Welcome to our newly revised Lands & Resources page. It has been a while since we have been visible in the communities due to the pandemic that had most of us working out of our homes. We do our best to continue to work for the Nation through this difficult time when we would much rather be in the communities engaging with the people. Although we restricted to travel and engaging in person, we managed to do our work virtually. Many of our staff have learnt to communicate well through different platforms using the internet. We hope that this will not always be and that we will be able to get out there into the communities to engage on the various projects that we are pursuing.
As many of you know, the Omushkego territory is a vast territory with important environmental assets that need our attention. We have learnt that the wetlands of our region are the largest wetland complex in North America and the third largest in the world. It is a very sensitive eco-system that supports many types of habitats for animals, many types of birds and fish not to mention the filtering of waters from the watersheds that feed the wetlands and into the marine region. Within the wetlands is the second largest carbon sink in the world sequestering approximately 35 gigatons of carbon within its peatlands. Research has noted that if a value was put on the function of the wetlands, it is worth 700 billion per year in services. Scientists have told us that the wetlands are an environmental asset that needs to be protected for the services it provides.
Through our climate change project in the last three years, we have learnt that there are impacts from climate change which have been ongoing for some years both from the science world and from our land users and elders. Much has been documented but more work needs to be done to understanding its full impacts and what it means. We have experienced changes such as rains during the winter month that seldom took place in the past, warming climate, lack of ice formations and more polar bears being seen within the southern regions of James Bay, species that have never been seen within the northern region, (invasive species), and animals migrating further north.

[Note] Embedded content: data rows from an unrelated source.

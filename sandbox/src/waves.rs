//! Gerstner wave driver for sandbox water volumes.
//!
//! Each fixed tick the driver rewrites the vertex heights of its water
//! surface from a sum of Gerstner layers, before the surface is refreshed.
//! Only the vertical component of the displacement is used: the surface grid
//! keeps its topology and horizontal layout.
//!
//! ## Usage
//!
//! ```rust
//! use sandbox::waves::{compute_wave_height, GerstnerWaveParams};
//!
//! let params = GerstnerWaveParams::default();
//! let height = compute_wave_height(10.0, 5.0, 0.5, &params);
//! ```

use std::f32::consts::PI;

use bevy::prelude::*;
use buoyancy::{VertexDisplacement, WaterVolume};
use serde::{Deserialize, Serialize};

/// Gravity constant for the wave dispersion relation (m/s²)
pub const WAVE_GRAVITY: f32 = 9.8;

/// Amplitude falloff per wave layer (each layer has 70% of previous)
pub const AMPLITUDE_FALLOFF: f32 = 0.7;

/// Parameters for a single Gerstner wave layer.
#[derive(Debug, Clone, Copy, PartialEq, Serialize, Deserialize)]
pub struct WaveLayer {
    /// Wave direction (x, z), normalized on use
    pub direction: Vec2,
    /// Steepness factor (Q) - controls how peaked the waves are (0.0-1.0)
    pub steepness: f32,
    /// Wavelength in world units
    pub wavelength: f32,
}

impl WaveLayer {
    pub const fn new(dir_x: f32, dir_z: f32, steepness: f32, wavelength: f32) -> Self {
        Self {
            direction: Vec2::new(dir_x, dir_z),
            steepness,
            wavelength,
        }
    }
}

pub const DEFAULT_WAVE_LAYERS: [WaveLayer; 3] = [
    WaveLayer::new(1.0, 0.0, 0.5, 8.0),
    WaveLayer::new(0.7, 0.7, 0.35, 4.0),
    WaveLayer::new(-0.3, 0.9, 0.25, 2.5),
];

/// Global wave parameters.
#[derive(Debug, Clone, PartialEq, Serialize, Deserialize)]
#[serde(default)]
pub struct GerstnerWaveParams {
    pub layers: Vec<WaveLayer>,
    /// Amplitude of the first layer
    pub base_amplitude: f32,
    /// Animation speed multiplier
    pub speed: f32,
}

impl Default for GerstnerWaveParams {
    fn default() -> Self {
        Self {
            layers: DEFAULT_WAVE_LAYERS.to_vec(),
            base_amplitude: 0.15,
            speed: 1.0,
        }
    }
}

impl GerstnerWaveParams {
    pub fn with_amplitude(mut self, amplitude: f32) -> Self {
        self.base_amplitude = amplitude;
        self
    }

    /// Calm water: no layers at all.
    pub fn still() -> Self {
        Self {
            layers: Vec::new(),
            ..default()
        }
    }
}

/// Displacement from a single Gerstner wave layer at `pos` (x, z).
pub fn gerstner_wave_displacement(pos: Vec2, layer: &WaveLayer, time: f32, amplitude: f32) -> Vec3 {
    let k = 2.0 * PI / layer.wavelength;
    let c = (WAVE_GRAVITY / k).sqrt();
    let d = layer.direction.normalize_or_zero();
    let f = k * (d.dot(pos) - c * time);
    let a = amplitude * layer.steepness / k;

    Vec3::new(d.x * a * f.cos(), amplitude * f.sin(), d.y * a * f.cos())
}

/// Combined displacement of all layers at (x, z).
pub fn compute_wave_displacement(x: f32, z: f32, time: f32, params: &GerstnerWaveParams) -> Vec3 {
    let pos = Vec2::new(x, z);
    let adjusted_time = time * params.speed;

    params
        .layers
        .iter()
        .enumerate()
        .filter(|(_, layer)| layer.wavelength > 0.0)
        .map(|(i, layer)| {
            let amplitude = params.base_amplitude * AMPLITUDE_FALLOFF.powi(i as i32);
            gerstner_wave_displacement(pos, layer, adjusted_time, amplitude)
        })
        .sum()
}

/// Vertical wave displacement at (x, z).
pub fn compute_wave_height(x: f32, z: f32, time: f32, params: &GerstnerWaveParams) -> f32 {
    compute_wave_displacement(x, z, time, params).y
}

/// Attached next to a [`WaterVolume`] to animate its surface.
#[derive(Component, Debug, Clone)]
pub struct WaveDriver {
    pub params: GerstnerWaveParams,
}

impl VertexDisplacement for WaveDriver {
    fn height(&self, rest: Vec3, time: f32) -> f32 {
        compute_wave_height(rest.x, rest.z, time, &self.params)
    }
}

pub fn drive_waves(time: Res<Time>, mut waters: Query<(&mut WaterVolume, &WaveDriver)>) {
    let elapsed = time.elapsed_secs();
    for (mut water, driver) in waters.iter_mut() {
        water.surface.apply_displacement(driver, elapsed);
    }
}

#[cfg(test)]
mod tests {
    use super::*;
    use approx::assert_relative_eq;
    use buoyancy::{GridConfig, WaterSurface};

    #[test]
    fn test_wave_height_at_origin() {
        let params = GerstnerWaveParams::default();
        let height = compute_wave_height(0.0, 0.0, 0.0, &params);
        // At t=0, sin(0) = 0 for all waves, so height should be 0
        assert!((height).abs() < 0.001, "Height at t=0 should be ~0");
    }

    #[test]
    fn test_wave_height_varies_with_time() {
        let params = GerstnerWaveParams::default();
        let h1 = compute_wave_height(0.0, 0.0, 0.0, &params);
        let h2 = compute_wave_height(0.0, 0.0, 1.0, &params);
        assert!((h1 - h2).abs() > 0.001, "Height should vary with time");
    }

    #[test]
    fn test_still_water_is_flat() {
        let params = GerstnerWaveParams::still();
        assert_eq!(compute_wave_height(3.0, -2.0, 7.5, &params), 0.0);
    }

    #[test]
    fn test_driver_displaces_surface() {
        let driver = WaveDriver {
            params: GerstnerWaveParams::default().with_amplitude(0.5),
        };
        let mut surface = WaterSurface::new(GridConfig::new(8, 8, 1.0).unwrap()).unwrap();
        surface.apply_displacement(&driver, 1.0);
        surface.refresh(&GlobalTransform::IDENTITY);

        let heights: Vec<f32> = surface.local_vertices().iter().map(|v| v.y).collect();
        assert!(heights.iter().any(|h| h.abs() > 0.01));
        assert!(heights.iter().all(|h| h.abs() <= 0.5 * 3.0));

        let vertex = surface.local_vertices()[10];
        let expected = compute_wave_height(vertex.x, vertex.z, 1.0, &driver.params);
        assert_relative_eq!(vertex.y, expected, epsilon = 1e-6);
    }
}
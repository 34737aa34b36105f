//! Per-step buoyancy integration.
//!
//! For every wet body, each voxel is moved to world space and compared with
//! the water level above it. The submerged fraction of the voxel scales its
//! share of the body's maximum buoyancy force, which is tilted toward the
//! local surface normal for partially submerged voxels and applied at the
//! voxel position. The overall fraction blends the body's drag between its
//! dry and wet values.

use bevy::prelude::*;

use crate::constants::VOXEL_HEIGHT_EPSILON;
use crate::error::Result;
use crate::floating::{Drag, FloatingBody};
use crate::voxel::ShapeQuery;
use crate::water::WaterSurface;

/// Rigid body operations the integrator needs from the physics backend.
pub trait RigidBodyHandle {
    /// Maps a point from body-local to world space.
    fn local_to_world(&self, local: Vec3) -> Vec3;

    fn mass(&self) -> f32;

    /// Height of the body's current world-space bounding box.
    fn bounds_height(&self) -> f32;

    /// Accumulates a world-space force applied at a world-space position.
    fn add_force_at_position(&mut self, force: Vec3, position: Vec3);

    fn set_drag(&mut self, drag: Drag);
}

/// Outcome of one integration step for one body.
#[derive(Debug, Clone, Copy, PartialEq)]
pub struct StepReport {
    pub voxel_count: usize,
    /// Mean submerged fraction over all voxels, in `[0, 1]`
    pub submerged_fraction: f32,
    /// Sum of the forces applied this step
    pub total_force: Vec3,
    pub drag: Drag,
}

/// Submerged fraction of a voxel of height `voxel_height` whose center sits
/// `depth - voxel_height / 2` below the surface.
pub fn submerged_fraction(depth: f32, voxel_height: f32) -> f32 {
    if voxel_height <= VOXEL_HEIGHT_EPSILON {
        return if depth > 0.0 { 1.0 } else { 0.0 };
    }
    (depth / voxel_height).clamp(0.0, 1.0)
}

/// Dry to wet transition using the backend's mass.
pub fn enter_water(
    body: &mut FloatingBody,
    water: Entity,
    water_density: f32,
    gravity: Vec3,
    handle: &impl RigidBodyHandle,
    shape: &impl ShapeQuery,
) -> Result<()> {
    body.enter_water(water, water_density, handle.mass(), gravity, shape)
}

/// Wet to dry transition. Restores the dry drag on the backend when the body
/// actually left `water`.
pub fn exit_water(
    body: &mut FloatingBody,
    water: Entity,
    handle: &mut impl RigidBodyHandle,
) -> bool {
    if !body.exit_water(water) {
        return false;
    }
    handle.set_drag(body.drag());
    true
}

/// Applies buoyancy and drag to a wet body for one step.
///
/// Returns `None` without touching the backend when the body is dry or has
/// no voxels.
pub fn step(
    body: &mut FloatingBody,
    surface: &WaterSurface,
    handle: &mut impl RigidBodyHandle,
) -> Option<StepReport> {
    if !body.is_wet() {
        return None;
    }
    let lattice = body.voxels().filter(|lattice| !lattice.is_empty())?;

    let voxel_count = lattice.len();
    let force_per_voxel = body.max_buoyancy_force() / voxel_count as f32;
    // Sampled from the current orientation, not the lattice's local cell.
    let voxel_height = handle.bounds_height() * body.voxelizer().normalized_voxel_size();
    let up = surface.up();

    let mut fraction_sum = 0.0;
    let mut total_force = Vec3::ZERO;
    for voxel in lattice.voxels() {
        let position = handle.local_to_world(*voxel);
        let depth = surface.water_level(position) - position.y + voxel_height * 0.5;
        let fraction = submerged_fraction(depth, voxel_height);
        fraction_sum += fraction;
        if fraction <= 0.0 {
            continue;
        }

        let normal = surface.surface_normal(position);
        let tilt = Quat::from_rotation_arc(up, normal).slerp(Quat::IDENTITY, fraction);
        let force = tilt * (force_per_voxel * fraction);

        handle.add_force_at_position(force, position);
        total_force += force;
    }

    let submerged_fraction = fraction_sum / voxel_count as f32;
    let drag = body.record_submersion(submerged_fraction);
    handle.set_drag(drag);

    Some(StepReport {
        voxel_count,
        submerged_fraction,
        total_force,
        drag,
    })
}
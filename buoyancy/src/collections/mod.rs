pub mod min_heap;

pub use min_heap::{by_horizontal_distance, horizontal_distance_squared, MinHeap};
#[cfg(test)]
mod tests {
    use super::*;
    use bevy::ecs::system::RunSystemOnce;
    use bevy_rapier3d::rapier::geometry::CollisionEventFlags;

    fn spawn_lake(world: &mut World) -> Entity {
        let water = WaterVolume::new(GridConfig::new(20, 20, 1.0).unwrap(), 1.0).unwrap();
        world
            .spawn((
                water,
                GlobalTransform::from(Transform::from_xyz(-10.0, 0.0, -10.0)),
            ))
            .id()
    }

    fn spawn_cube(world: &mut World, position: Vec3) -> Entity {
        let config = FloatingConfig::default().with_density(0.5);
        let body = FloatingBody::new(config, Drag::new(0.0, 0.05)).unwrap();
        world
            .spawn((
                body,
                Collider::cuboid(0.5, 0.5, 0.5),
                GlobalTransform::from(Transform::from_translation(position)),
                ReadMassProperties::default(),
                ExternalForce::default(),
                Damping::default(),
            ))
            .id()
    }

    #[test]
    fn test_floating_body_bundle_creation() {
        let bundle = FloatingBodyBundle::new(
            Collider::ball(0.5),
            FloatingConfig::default(),
            Drag::new(0.2, 0.1),
            Transform::default(),
        )
        .unwrap()
        .with_mass(4.0);

        assert!(matches!(bundle.body, RigidBody::Dynamic));
        assert!(matches!(bundle.collider_mass, ColliderMassProperties::Mass(m) if m == 4.0));
        assert_eq!(bundle.damping.linear_damping, 0.2);
        assert!(!bundle.floating.is_wet());
    }

    #[test]
    fn test_water_volume_rejects_bad_density() {
        let grid = GridConfig::default();
        assert!(WaterVolume::new(grid, 0.0).is_err());
        assert!(WaterVolume::new(grid, f32::INFINITY).is_err());
        assert!(WaterVolume::new(grid, 1.0).is_ok());
    }

    #[test]
    fn test_trigger_covers_grid_footprint() {
        let water = WaterVolume::new(GridConfig::new(4, 2, 1.0).unwrap(), 1.0).unwrap();
        let trigger = water.trigger_collider(3.0, 1.0);

        assert!(trigger.contains(Vec3::new(1.0, -2.5, 2.0)));
        assert!(trigger.contains(Vec3::new(0.1, 0.5, 3.9)));
        assert!(!trigger.contains(Vec3::new(1.0, 1.5, 2.0)));
        assert!(!trigger.contains(Vec3::new(2.5, 0.0, 2.0)));
    }

    #[test]
    fn test_hull_mesh_volume_uses_collider_scale() {
        let hull = HullMesh {
            positions: vec![Vec3::ZERO, Vec3::X, Vec3::Y, Vec3::Z],
            indices: vec![0, 2, 1, 0, 1, 3, 0, 3, 2, 1, 2, 3],
        };
        let collider = Collider::ball(5.0);
        let shape = BodyShape::new(&collider, Some(&hull));
        assert!((shape.volume() - 1.0 / 6.0).abs() < 1e-6);
    }

    #[test]
    fn test_contact_events_toggle_state() {
        let mut world = World::new();
        world.insert_resource(BuoyancyConfig::default());
        world.init_resource::<Events<CollisionEvent>>();
        let lake = spawn_lake(&mut world);
        let cube = spawn_cube(&mut world, Vec3::new(0.0, -5.0, 0.0));

        world.send_event(CollisionEvent::Started(lake, cube, CollisionEventFlags::SENSOR));
        world.run_system_once(track_water_contacts).unwrap();

        let body = world.get::<FloatingBody>(cube).unwrap();
        assert_eq!(body.water(), Some(lake));
        assert_eq!(body.voxels().map(|voxels| voxels.len()), Some(8));

        world.send_event(CollisionEvent::Stopped(cube, lake, CollisionEventFlags::SENSOR));
        world.run_system_once(track_water_contacts).unwrap();

        let body = world.get::<FloatingBody>(cube).unwrap();
        assert!(!body.is_wet());
        assert_eq!(world.get::<Damping>(cube).unwrap().angular_damping, 0.05);
    }

    #[test]
    fn test_apply_buoyancy_writes_external_force() {
        let mut world = World::new();
        let lake = spawn_lake(&mut world);
        let cube = spawn_cube(&mut world, Vec3::new(0.0, -5.0, 0.0));

        let collider = Collider::cuboid(0.5, 0.5, 0.5);
        world
            .get_mut::<FloatingBody>(cube)
            .unwrap()
            .enter_water(lake, 1.0, 0.5, DEFAULT_GRAVITY, &collider)
            .unwrap();

        world.run_system_once(refresh_water_surfaces).unwrap();
        world.run_system_once(apply_buoyancy).unwrap();

        let force = world.get::<ExternalForce>(cube).unwrap();
        assert!((force.force - Vec3::new(0.0, 9.8, 0.0)).length() < 1e-4, "Got {}", force.force);
        assert!(force.torque.length() < 1e-4, "Got {}", force.torque);

        let damping = world.get::<Damping>(cube).unwrap();
        assert_eq!(damping.linear_damping, 1.0);
        assert_eq!(damping.angular_damping, 1.0);

        let body = world.get::<FloatingBody>(cube).unwrap();
        assert!((body.submerged_fraction() - 1.0).abs() < 1e-6);
    }

    #[test]
    fn test_missing_water_dries_body() {
        let mut world = World::new();
        let lake = spawn_lake(&mut world);
        let cube = spawn_cube(&mut world, Vec3::new(0.0, -5.0, 0.0));
        let collider = Collider::cuboid(0.5, 0.5, 0.5);
        world
            .get_mut::<FloatingBody>(cube)
            .unwrap()
            .enter_water(lake, 1.0, 0.5, DEFAULT_GRAVITY, &collider)
            .unwrap();

        world.despawn(lake);
        world.run_system_once(apply_buoyancy).unwrap();

        assert!(!world.get::<FloatingBody>(cube).unwrap().is_wet());
        assert_eq!(world.get::<ExternalForce>(cube).unwrap().force, Vec3::ZERO);
    }
}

We continue to work to protect the environment, Lands and Waters of the Omushkego Region as it states in our visions statement of the Mushkegowuk Council, and it is further supported by many resolutions passed over the years at our Annual General Assemblies held each year. The most recent being November 2021, Resolution passed by the assembly on the protection of the waters of our territory a concern brought forth by the elders in realizing the potential impacts from development west of the territory called the Ring of Fire.